──────── SUPPLIED RECORDS
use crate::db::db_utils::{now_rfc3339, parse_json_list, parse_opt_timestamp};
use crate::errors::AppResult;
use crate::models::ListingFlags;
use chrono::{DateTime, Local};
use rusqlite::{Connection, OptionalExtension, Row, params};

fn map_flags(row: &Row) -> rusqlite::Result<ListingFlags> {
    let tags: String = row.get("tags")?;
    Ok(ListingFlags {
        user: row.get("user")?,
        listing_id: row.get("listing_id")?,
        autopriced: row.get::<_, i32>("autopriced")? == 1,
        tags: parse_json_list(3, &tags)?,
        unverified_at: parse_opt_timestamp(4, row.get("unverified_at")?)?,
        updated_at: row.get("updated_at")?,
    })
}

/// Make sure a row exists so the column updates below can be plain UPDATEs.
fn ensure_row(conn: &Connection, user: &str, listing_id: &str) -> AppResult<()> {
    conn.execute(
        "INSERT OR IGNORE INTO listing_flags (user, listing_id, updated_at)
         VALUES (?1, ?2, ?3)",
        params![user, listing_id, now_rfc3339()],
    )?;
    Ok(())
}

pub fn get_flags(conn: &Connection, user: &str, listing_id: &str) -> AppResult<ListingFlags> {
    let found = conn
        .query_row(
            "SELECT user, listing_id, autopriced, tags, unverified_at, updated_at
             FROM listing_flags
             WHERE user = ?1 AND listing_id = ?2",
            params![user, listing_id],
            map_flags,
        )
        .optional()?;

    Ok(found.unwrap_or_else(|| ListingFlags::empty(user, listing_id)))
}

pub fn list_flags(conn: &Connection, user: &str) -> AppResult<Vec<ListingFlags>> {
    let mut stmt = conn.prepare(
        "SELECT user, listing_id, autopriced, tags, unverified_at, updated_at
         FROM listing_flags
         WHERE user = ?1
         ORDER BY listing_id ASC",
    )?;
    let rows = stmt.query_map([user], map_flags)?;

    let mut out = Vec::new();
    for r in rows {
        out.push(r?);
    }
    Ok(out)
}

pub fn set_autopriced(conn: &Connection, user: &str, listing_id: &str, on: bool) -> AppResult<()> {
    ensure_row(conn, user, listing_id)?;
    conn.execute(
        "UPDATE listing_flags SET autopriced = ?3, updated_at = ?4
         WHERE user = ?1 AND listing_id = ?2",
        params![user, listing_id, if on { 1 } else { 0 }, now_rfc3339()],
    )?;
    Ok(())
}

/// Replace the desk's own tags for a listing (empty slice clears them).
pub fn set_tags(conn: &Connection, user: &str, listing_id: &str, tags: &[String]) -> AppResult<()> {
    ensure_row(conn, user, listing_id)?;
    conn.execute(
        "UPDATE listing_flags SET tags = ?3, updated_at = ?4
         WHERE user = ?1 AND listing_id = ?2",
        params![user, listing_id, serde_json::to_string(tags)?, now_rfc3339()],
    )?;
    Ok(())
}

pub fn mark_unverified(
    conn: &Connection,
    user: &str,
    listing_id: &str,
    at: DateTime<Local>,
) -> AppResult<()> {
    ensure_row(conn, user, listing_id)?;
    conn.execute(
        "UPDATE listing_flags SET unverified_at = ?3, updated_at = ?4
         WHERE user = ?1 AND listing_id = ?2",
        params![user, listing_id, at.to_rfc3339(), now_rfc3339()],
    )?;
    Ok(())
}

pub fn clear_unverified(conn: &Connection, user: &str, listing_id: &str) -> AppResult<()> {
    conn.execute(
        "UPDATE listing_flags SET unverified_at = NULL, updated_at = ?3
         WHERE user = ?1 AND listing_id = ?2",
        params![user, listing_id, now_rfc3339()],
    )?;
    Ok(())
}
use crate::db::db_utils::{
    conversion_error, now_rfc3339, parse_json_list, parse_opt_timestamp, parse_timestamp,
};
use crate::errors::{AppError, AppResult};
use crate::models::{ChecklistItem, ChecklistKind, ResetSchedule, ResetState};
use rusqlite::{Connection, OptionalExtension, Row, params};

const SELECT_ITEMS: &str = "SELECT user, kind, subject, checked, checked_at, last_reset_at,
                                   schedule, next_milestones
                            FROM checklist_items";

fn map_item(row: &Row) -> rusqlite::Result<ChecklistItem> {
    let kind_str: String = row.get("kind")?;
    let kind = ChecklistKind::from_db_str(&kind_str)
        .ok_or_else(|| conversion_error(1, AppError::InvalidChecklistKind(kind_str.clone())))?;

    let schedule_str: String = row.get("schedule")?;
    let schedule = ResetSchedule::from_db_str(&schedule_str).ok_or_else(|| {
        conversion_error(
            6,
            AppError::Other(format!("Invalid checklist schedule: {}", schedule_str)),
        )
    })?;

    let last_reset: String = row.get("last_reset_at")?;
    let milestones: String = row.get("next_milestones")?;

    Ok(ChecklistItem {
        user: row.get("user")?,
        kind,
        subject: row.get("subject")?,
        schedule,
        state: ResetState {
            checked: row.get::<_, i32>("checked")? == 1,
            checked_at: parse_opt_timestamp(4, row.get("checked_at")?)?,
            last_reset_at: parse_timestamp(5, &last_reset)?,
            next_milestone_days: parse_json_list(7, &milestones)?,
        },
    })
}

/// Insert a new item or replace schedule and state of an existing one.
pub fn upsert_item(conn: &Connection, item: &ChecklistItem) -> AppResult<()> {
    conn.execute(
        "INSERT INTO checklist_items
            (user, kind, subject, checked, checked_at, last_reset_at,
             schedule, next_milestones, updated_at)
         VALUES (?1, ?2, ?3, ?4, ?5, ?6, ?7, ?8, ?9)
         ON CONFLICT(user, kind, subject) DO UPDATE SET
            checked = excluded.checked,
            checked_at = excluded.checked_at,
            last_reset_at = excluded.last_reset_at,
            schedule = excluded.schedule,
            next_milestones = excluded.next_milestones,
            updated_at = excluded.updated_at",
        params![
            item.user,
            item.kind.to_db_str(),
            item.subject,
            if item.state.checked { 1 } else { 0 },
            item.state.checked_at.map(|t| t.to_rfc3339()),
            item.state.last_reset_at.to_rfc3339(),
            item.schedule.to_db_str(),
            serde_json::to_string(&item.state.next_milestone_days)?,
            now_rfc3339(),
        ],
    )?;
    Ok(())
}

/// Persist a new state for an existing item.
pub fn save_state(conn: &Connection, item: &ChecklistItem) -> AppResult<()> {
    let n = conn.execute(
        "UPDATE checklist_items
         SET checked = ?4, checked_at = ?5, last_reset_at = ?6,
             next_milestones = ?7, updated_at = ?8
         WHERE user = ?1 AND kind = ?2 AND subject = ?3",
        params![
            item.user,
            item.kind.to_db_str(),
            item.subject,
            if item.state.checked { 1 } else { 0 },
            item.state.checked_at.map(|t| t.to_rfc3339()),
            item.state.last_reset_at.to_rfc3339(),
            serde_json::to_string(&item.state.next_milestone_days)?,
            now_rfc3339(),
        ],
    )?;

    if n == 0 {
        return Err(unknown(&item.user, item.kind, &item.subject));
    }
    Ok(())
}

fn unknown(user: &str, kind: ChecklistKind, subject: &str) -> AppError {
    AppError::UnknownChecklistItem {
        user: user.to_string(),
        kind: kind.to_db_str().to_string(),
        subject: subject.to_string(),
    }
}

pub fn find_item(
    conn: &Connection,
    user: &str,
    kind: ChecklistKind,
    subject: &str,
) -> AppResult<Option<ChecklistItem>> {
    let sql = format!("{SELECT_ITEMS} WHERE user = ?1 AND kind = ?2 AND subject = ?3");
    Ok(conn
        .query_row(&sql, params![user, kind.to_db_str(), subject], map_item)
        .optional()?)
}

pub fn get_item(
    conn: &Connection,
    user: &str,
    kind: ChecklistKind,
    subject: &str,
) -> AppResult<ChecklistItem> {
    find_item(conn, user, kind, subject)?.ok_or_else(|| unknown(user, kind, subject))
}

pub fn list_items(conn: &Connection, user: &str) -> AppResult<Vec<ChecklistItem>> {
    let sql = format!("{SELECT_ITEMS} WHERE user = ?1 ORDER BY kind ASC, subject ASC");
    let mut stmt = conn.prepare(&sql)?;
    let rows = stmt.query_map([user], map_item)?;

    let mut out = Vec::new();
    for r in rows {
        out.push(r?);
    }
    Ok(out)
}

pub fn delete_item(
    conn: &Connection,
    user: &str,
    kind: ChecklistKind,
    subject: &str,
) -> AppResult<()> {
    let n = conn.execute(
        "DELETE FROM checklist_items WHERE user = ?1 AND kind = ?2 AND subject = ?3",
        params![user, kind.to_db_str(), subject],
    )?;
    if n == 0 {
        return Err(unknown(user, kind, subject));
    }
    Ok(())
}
────────────────
──────── SUPPLIED RECORDS
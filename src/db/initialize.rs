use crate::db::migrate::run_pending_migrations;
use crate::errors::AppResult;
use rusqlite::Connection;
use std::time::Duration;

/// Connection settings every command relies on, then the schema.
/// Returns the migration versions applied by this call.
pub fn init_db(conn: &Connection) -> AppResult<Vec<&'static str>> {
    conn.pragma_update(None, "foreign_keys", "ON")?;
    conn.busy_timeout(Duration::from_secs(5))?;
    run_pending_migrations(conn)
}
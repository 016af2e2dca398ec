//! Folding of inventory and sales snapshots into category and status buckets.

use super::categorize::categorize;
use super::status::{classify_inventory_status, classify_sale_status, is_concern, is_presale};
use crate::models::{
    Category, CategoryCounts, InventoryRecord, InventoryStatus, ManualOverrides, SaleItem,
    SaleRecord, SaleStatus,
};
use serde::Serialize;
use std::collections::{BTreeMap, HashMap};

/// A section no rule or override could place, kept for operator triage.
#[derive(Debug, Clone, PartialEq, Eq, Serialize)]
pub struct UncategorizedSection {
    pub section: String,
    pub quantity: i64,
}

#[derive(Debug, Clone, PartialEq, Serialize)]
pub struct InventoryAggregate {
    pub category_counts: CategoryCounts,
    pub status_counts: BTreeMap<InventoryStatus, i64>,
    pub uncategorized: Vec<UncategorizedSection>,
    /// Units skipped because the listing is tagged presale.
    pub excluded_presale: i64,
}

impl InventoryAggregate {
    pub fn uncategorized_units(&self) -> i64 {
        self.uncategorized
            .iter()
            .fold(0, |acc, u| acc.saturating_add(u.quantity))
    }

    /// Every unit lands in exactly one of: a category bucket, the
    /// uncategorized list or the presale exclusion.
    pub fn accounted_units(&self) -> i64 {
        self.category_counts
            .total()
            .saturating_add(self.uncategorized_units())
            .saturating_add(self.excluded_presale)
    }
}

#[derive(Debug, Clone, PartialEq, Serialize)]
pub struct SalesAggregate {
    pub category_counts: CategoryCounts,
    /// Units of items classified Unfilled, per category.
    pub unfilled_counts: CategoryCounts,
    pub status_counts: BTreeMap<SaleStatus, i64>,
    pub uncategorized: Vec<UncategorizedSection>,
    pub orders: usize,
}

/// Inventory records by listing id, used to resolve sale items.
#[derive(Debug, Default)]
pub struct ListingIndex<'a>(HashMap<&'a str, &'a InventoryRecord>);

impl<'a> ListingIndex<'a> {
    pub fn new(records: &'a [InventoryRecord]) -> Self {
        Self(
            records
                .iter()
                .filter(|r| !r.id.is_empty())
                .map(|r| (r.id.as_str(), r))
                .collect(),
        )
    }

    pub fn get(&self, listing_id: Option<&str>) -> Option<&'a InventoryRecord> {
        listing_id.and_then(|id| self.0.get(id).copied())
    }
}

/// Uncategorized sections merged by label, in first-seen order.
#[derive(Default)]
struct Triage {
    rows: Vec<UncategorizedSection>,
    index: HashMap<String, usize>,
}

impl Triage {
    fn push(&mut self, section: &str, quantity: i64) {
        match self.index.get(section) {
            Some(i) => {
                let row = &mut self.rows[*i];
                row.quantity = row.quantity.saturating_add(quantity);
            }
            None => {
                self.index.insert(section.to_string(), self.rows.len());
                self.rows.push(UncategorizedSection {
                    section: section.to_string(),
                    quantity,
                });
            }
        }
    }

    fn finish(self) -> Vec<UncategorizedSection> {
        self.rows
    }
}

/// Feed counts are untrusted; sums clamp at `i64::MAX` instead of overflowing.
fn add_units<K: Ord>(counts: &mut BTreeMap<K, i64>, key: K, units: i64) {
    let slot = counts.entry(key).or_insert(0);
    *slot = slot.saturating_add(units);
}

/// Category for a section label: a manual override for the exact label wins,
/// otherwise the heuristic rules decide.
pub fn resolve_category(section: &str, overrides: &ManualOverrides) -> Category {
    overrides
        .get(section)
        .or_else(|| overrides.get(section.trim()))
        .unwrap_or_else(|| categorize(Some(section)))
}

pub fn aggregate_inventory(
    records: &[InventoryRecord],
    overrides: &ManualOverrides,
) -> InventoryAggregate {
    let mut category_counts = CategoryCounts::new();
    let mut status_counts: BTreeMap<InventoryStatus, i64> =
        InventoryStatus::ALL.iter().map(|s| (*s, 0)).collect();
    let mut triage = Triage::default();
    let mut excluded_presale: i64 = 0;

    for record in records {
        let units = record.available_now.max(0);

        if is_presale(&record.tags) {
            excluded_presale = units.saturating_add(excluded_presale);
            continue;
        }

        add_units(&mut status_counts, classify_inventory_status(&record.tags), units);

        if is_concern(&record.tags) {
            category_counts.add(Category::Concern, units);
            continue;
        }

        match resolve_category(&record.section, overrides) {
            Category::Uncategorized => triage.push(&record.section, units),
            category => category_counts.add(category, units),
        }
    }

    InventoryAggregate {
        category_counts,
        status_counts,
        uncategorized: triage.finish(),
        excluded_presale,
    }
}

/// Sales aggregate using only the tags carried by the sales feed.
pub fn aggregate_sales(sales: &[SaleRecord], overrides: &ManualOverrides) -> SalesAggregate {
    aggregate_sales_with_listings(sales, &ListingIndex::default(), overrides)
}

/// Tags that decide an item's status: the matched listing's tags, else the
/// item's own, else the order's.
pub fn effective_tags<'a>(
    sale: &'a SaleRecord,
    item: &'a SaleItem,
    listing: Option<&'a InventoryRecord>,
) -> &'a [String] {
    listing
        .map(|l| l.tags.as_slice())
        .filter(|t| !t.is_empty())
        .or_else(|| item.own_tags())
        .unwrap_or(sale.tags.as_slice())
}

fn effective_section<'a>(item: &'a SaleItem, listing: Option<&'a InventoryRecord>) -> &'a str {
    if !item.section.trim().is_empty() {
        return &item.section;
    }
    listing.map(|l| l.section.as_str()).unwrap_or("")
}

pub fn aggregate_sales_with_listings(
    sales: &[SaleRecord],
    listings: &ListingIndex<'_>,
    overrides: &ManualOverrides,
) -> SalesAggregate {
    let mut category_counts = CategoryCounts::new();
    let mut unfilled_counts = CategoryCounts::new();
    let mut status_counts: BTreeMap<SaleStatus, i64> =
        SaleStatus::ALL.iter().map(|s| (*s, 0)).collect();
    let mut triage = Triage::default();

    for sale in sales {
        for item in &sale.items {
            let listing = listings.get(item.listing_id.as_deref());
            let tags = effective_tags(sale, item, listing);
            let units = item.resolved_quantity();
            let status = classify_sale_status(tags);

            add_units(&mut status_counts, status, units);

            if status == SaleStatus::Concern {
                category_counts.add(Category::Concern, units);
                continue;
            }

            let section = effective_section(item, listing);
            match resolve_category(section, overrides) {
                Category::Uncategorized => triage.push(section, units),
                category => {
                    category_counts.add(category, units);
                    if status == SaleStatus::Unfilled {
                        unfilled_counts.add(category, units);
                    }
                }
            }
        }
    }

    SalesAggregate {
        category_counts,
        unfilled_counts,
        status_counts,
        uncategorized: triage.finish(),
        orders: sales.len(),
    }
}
────────────────
When the word "SalesAggregate" shows up in a line of the entries, report that line.

pub struct SalesAggregate {
pub fn aggregate_sales(sales: &[SaleRecord], overrides: &ManualOverrides) -> SalesAggregate {
) -> SalesAggregate {
    SalesAggregate {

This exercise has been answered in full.